Nichoirs en plastique, pollution au plomb, Radar… L’impact des enquêtes de Mediacités Lille en 2023

Nos enquêtes ont-elles fait bouger les lignes dans la métropole lilloise ? En guise de bilan - et pour la quatrième année consécutive - Mediacités publie son rapport d’impact. Quels articles ont contribué à corriger des dysfonctionnements  ? Lesquels ont provoqué une prise de conscience voire une procédure judiciaire ? Lesquels enfin, n’ont pas eu les effets que l’on aurait pu attendre au vu de la gravité des faits révélés ?
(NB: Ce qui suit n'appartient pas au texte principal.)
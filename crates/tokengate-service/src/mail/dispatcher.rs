//! Fire-and-forget mail dispatch.

use std::sync::Arc;

use tokio::task::JoinHandle;
use tracing::{debug, error};

use tokengate_core::traits::Mailer;

/// Runs each send on its own task so request handlers never wait on mail.
#[derive(Debug, Clone)]
pub struct MailDispatcher {
    mailer: Arc<dyn Mailer>,
}

impl MailDispatcher {
    /// Creates a dispatcher over the given transport.
    pub fn new(mailer: Arc<dyn Mailer>) -> Self {
        Self { mailer }
    }

    /// Queues a password-reset message. Failures are logged, not returned.
    pub fn send_password_reset(&self, email: String, link: String) -> JoinHandle<()> {
        let mailer = Arc::clone(&self.mailer);
        tokio::spawn(async move {
            match mailer.send_password_reset_email(&email, &link).await {
                Ok(()) => debug!(to = %email, "Password reset mail dispatched"),
                Err(e) => error!(to = %email, error = %e, "Password reset mail failed"),
            }
        })
    }

    /// Queues an account-confirmation message. Failures are logged, not
    /// returned.
    pub fn send_account_confirmation(&self, email: String, link: String) -> JoinHandle<()> {
        let mailer = Arc::clone(&self.mailer);
        tokio::spawn(async move {
            match mailer.send_account_confirmation_email(&email, &link).await {
                Ok(()) => debug!(to = %email, "Confirmation mail dispatched"),
                Err(e) => error!(to = %email, error = %e, "Confirmation mail failed"),
            }
        })
    }
}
2023_12_Rapport_Impact_Lille
Pour la quatrième année consécutive, Mediacités dresse son rapport d'impact. Montage : Hadrien Mercier / Mediacités

À quoi ça sert l’investigation locale ? Comment “faire vivre” nos enquêtes ? Comment mettre la pression sur les pouvoirs publics lorsque nos enquêtes dévoilent un dysfonctionnement d’intérêt public ? À l’heure des bilans de fin d’année, l’interrogation sur l’utilité et le rôle d’un média comme le nôtre revient avec acuité toute particulière.
Pour la quatrième année consécutive, nous avons rembobiné le fil des publications des douze derniers mois afin de dresser notre rapport d’impact. Certaines de nos enquêtes ont fait bouger les lignes, d’autres ont initié une prise de conscience ou a minima favorisé un débat. D’autres, enfin, sont pour ainsi dire passées inaperçues et… c’est le jeu !

1. Polémique sur les nichoirs en plastique : les chasseurs et leurs financeurs publics rappelés à l’ordre

Visuel Nichoirs Mésanges
Les nichoirs en plastique proposés gratuitement par la fédération régionale des chasseurs des Hauts‐de‐France sont très critiqués par les scientifiques et les naturalistes. Montage : Marthe Girveau / Mediacités

Rappel des faits : Début octobre, Mediacités mettait un coup de projecteur sur une opération de la fédération des chasseurs des Hauts‐de‐France consistant à distribuer gratuitement 20 000 nichoirs en plastique afin d’héberger les mésanges. Celles‐ci sont en effet des prédateurs naturels de la chenille processionnaire dont la prolifération constitue un danger pour certains arbres, pour les animaux mais aussi les êtres humains. Problème, le choix du matériau est dénoncé par tous les scientifiques tant pour des raisons écologiques que pour les risques qu’il fait peser sur la viabilité des oeufs des oiseaux par temps chaud. Et l’efficacité globale du dispositif est mise en doute. Or ce projet a bénéficié de subventions publiques accordées sans véritable contrôle de la part du Conseil régional et de l’Office français de la biodiversité (OFB).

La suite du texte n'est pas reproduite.